The Biden administration announced sanctions against Russia over the poisoning and jailing of opposition leader Alexey Navalny.

The penalties—like those adopted by the European Union—target senior Russian law enforcement officials, as well as matching sanctions the EU and the U.K. imposed earlier on other Russians allied with President Vladimir Putin as punishment for the attempted murder of Navalny.

The sanctions are the first ordered by President Joe Biden against Russia and will help set the tone for his relations with Putin. The ruble recovered sharply after the news, reversing earlier losses as investors were encouraged by the sanctions’ relatively narrow scope.

The U.S. demands the release of Navalny, his allies and others wrongfully detained in Russia and an end to the persecution of his supporters, one senior administration official told reporters in a briefing.

Viktor Zolotov, the head of Russia’s National Guard; Igor Krasnov, the country’s prosecutor general; Alexander Kalashnikov, the Federal Penitentiary Service chief; and Alexander Bastrykin, who leads the country’s Investigative Committee, are the targets of the EU’s latest penalties, according to three people familiar with that decision.

The 27 EU member states formally adopted the sanctions on Tuesday, according to two officials familiar with the decision.
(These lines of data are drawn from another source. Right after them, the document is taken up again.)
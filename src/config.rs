use std::{env, path::PathBuf, time::Duration};

use crate::{
    Error, PageId, Result, COOKIE_NAME, DEFAULT_HOST, DEFAULT_TIMEOUT, IMAGES_DIR,
    JOURNAL_FILE_NAME,
};

const ENV_COOKIE_VALUE: &str = "TAPESTRY_COOKIE_VALUE";
const ENV_FIRST_OBSERVATION_ID: &str = "TAPESTRY_FIRST_OBSERVATION_ID";
const ENV_NAME: &str = "TAPESTRY_NAME";
const ENV_SCHOOL: &str = "TAPESTRY_SCHOOL";
const ENV_HOST: &str = "TAPESTRY_HOST";
const ENV_TIMEOUT: &str = "TAPESTRY_TIMEOUT";
const ENV_IMAGES_DIR: &str = "TAPESTRY_IMAGES_DIR";

/// Everything a crawl needs. Built once before the walk starts and only read afterwards.
#[derive(Debug, Clone)]
pub struct CrawlConfig {
    pub cookie_name: String,
    pub cookie_value: String,
    pub first_observation_id: PageId,
    /// Display name of the journal owner.
    pub name: String,
    pub school: String,
    /// `https://<host>/s/<school>/observation`, without a trailing slash.
    pub base_url: String,
    pub timeout: Duration,
    pub images_dir: PathBuf,
    pub journal_file_name: String,
}

impl CrawlConfig {
    pub fn new(
        cookie_value: impl Into<String>,
        first_observation_id: PageId,
        name: impl Into<String>,
        school: impl Into<String>,
    ) -> Self {
        let school = school.into();
        Self {
            cookie_name: COOKIE_NAME.to_string(),
            cookie_value: cookie_value.into(),
            first_observation_id,
            name: name.into(),
            base_url: base_url_for(DEFAULT_HOST, &school),
            school,
            timeout: Duration::from_secs_f64(DEFAULT_TIMEOUT),
            images_dir: PathBuf::from(IMAGES_DIR),
            journal_file_name: JOURNAL_FILE_NAME.to_string(),
        }
    }

    /// Loads the configuration from the process environment (and `.env`, if present).
    pub fn from_env() -> Result<Self> {
        let _ = dotenvy::dotenv();
        Self::from_lookup(|name| env::var(name).ok())
    }

    /// Builds the configuration from any variable lookup. Empty values count as missing.
    pub fn from_lookup<F>(lookup: F) -> Result<Self>
    where
        F: Fn(&'static str) -> Option<String>,
    {
        let optional = |name| lookup(name).filter(|v: &String| !v.trim().is_empty());
        let required = |name| optional(name).ok_or(Error::MissingEnv(name));

        let mut config = Self::new(
            required(ENV_COOKIE_VALUE)?,
            PageId::new(required(ENV_FIRST_OBSERVATION_ID)?),
            required(ENV_NAME)?,
            required(ENV_SCHOOL)?,
        );

        if let Some(host) = optional(ENV_HOST) {
            config.base_url = base_url_for(host.trim(), &config.school);
        }
        if let Some(timeout) = optional(ENV_TIMEOUT) {
            config.timeout = parse_timeout(&timeout).ok_or(Error::InvalidEnv {
                name: ENV_TIMEOUT,
                value: timeout,
            })?;
        }
        if let Some(dir) = optional(ENV_IMAGES_DIR) {
            config.images_dir = PathBuf::from(dir);
        }

        Ok(config)
    }

    pub fn with_base_url(mut self, base_url: impl Into<String>) -> Self {
        self.base_url = base_url.into().trim_end_matches('/').to_string();
        self
    }

    pub fn with_images_dir(mut self, images_dir: impl Into<PathBuf>) -> Self {
        self.images_dir = images_dir.into();
        self
    }

    pub fn with_timeout(mut self, timeout: Duration) -> Self {
        self.timeout = timeout;
        self
    }

    pub fn journal_path(&self) -> PathBuf {
        self.images_dir.join(&self.journal_file_name)
    }

    pub fn observation_url(&self, id: &PageId) -> String {
        format!("{}/{}", self.base_url, id)
    }
}

fn base_url_for(host: &str, school: &str) -> String {
    format!("https://{host}/s/{school}/observation")
}

fn parse_timeout(value: &str) -> Option<Duration> {
    let secs = value.trim().parse::<f64>().ok()?;
    (secs.is_finite() && secs > 0.0).then(|| Duration::from_secs_f64(secs))
}

#[cfg(test)]
mod tests {
    use std::collections::HashMap;

    use super::*;

    fn lookup(vars: &[(&'static str, &str)]) -> impl Fn(&'static str) -> Option<String> {
        let map: HashMap<&'static str, String> =
            vars.iter().map(|(k, v)| (*k, v.to_string())).collect();
        move |name| map.get(name).cloned()
    }

    const REQUIRED: [(&str, &str); 4] = [
        (ENV_COOKIE_VALUE, "abc123"),
        (ENV_FIRST_OBSERVATION_ID, "4242"),
        (ENV_NAME, "Ada"),
        (ENV_SCHOOL, "little-acorns"),
    ];

    #[test]
    fn defaults_fill_the_optional_fields() {
        let config = CrawlConfig::from_lookup(lookup(&REQUIRED)).unwrap();

        assert_eq!(config.cookie_name, "tapestry_session");
        assert_eq!(config.cookie_value, "abc123");
        assert_eq!(config.first_observation_id, PageId::new("4242"));
        assert_eq!(
            config.base_url,
            "https://tapestryjournal.com/s/little-acorns/observation"
        );
        assert_eq!(config.timeout, Duration::from_secs(60));
        assert_eq!(config.images_dir, PathBuf::from("./images"));
        assert_eq!(
            config.journal_path(),
            PathBuf::from("./images/observations-info.md")
        );
    }

    #[test]
    fn optional_fields_override_defaults() {
        let mut vars = REQUIRED.to_vec();
        vars.extend([
            (ENV_HOST, "example.test"),
            (ENV_TIMEOUT, "2.5"),
            (ENV_IMAGES_DIR, "/tmp/obs"),
        ]);
        let config = CrawlConfig::from_lookup(lookup(&vars)).unwrap();

        assert_eq!(
            config.base_url,
            "https://example.test/s/little-acorns/observation"
        );
        assert_eq!(config.timeout, Duration::from_millis(2500));
        assert_eq!(config.images_dir, PathBuf::from("/tmp/obs"));
    }

    #[test]
    fn missing_or_empty_required_variable_is_an_error() {
        let vars: Vec<_> = REQUIRED
            .iter()
            .copied()
            .filter(|(k, _)| *k != ENV_NAME)
            .collect();
        let err = CrawlConfig::from_lookup(lookup(&vars)).unwrap_err();
        assert!(matches!(err, Error::MissingEnv(ENV_NAME)));

        let mut vars = REQUIRED.to_vec();
        vars[0] = (ENV_COOKIE_VALUE, "   ");
        let err = CrawlConfig::from_lookup(lookup(&vars)).unwrap_err();
        assert!(matches!(err, Error::MissingEnv(ENV_COOKIE_VALUE)));
    }

    #[test]
    fn bad_timeout_is_rejected() {
        for bad in ["soon", "-1", "0"] {
            let mut vars = REQUIRED.to_vec();
            vars.push((ENV_TIMEOUT, bad));
            let err = CrawlConfig::from_lookup(lookup(&vars)).unwrap_err();
            assert!(matches!(err, Error::InvalidEnv { name: ENV_TIMEOUT, .. }));
        }
    }

    #[test]
    fn observation_url_joins_base_and_id() {
        let config = CrawlConfig::new("c", PageId::new("1"), "n", "s")
            .with_base_url("http://127.0.0.1:3000/s/s/observation/");
        assert_eq!(
            config.observation_url(&PageId::new("77")),
            "http://127.0.0.1:3000/s/s/observation/77"
        );
    }
}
The measures will be published in the afternoon, one of the people said.

The U.S. measures will involve the State, Treasury and Commerce Departments, a senior administration official said in the briefing.

Foreign Minister Sergei Lavrov said Russia would “definitely respond” to the new restrictions, though he didn’t elaborate.

The targets of EU and U.K. asset freezes and travel bans in October were Aleksandr Bortnikov, leader of Russia’s domestic spy agency; Sergei Kiriyenko, first deputy chief of staff in the presidential administration; Andrei Yarin, head of the presidential administration’s domestic policy directorate; Aleksei Krivoruchko and Pavel Popov, two deputy ministers of defense; and Sergei Menyaylo, Putin’s envoy to the Siberian Federal District.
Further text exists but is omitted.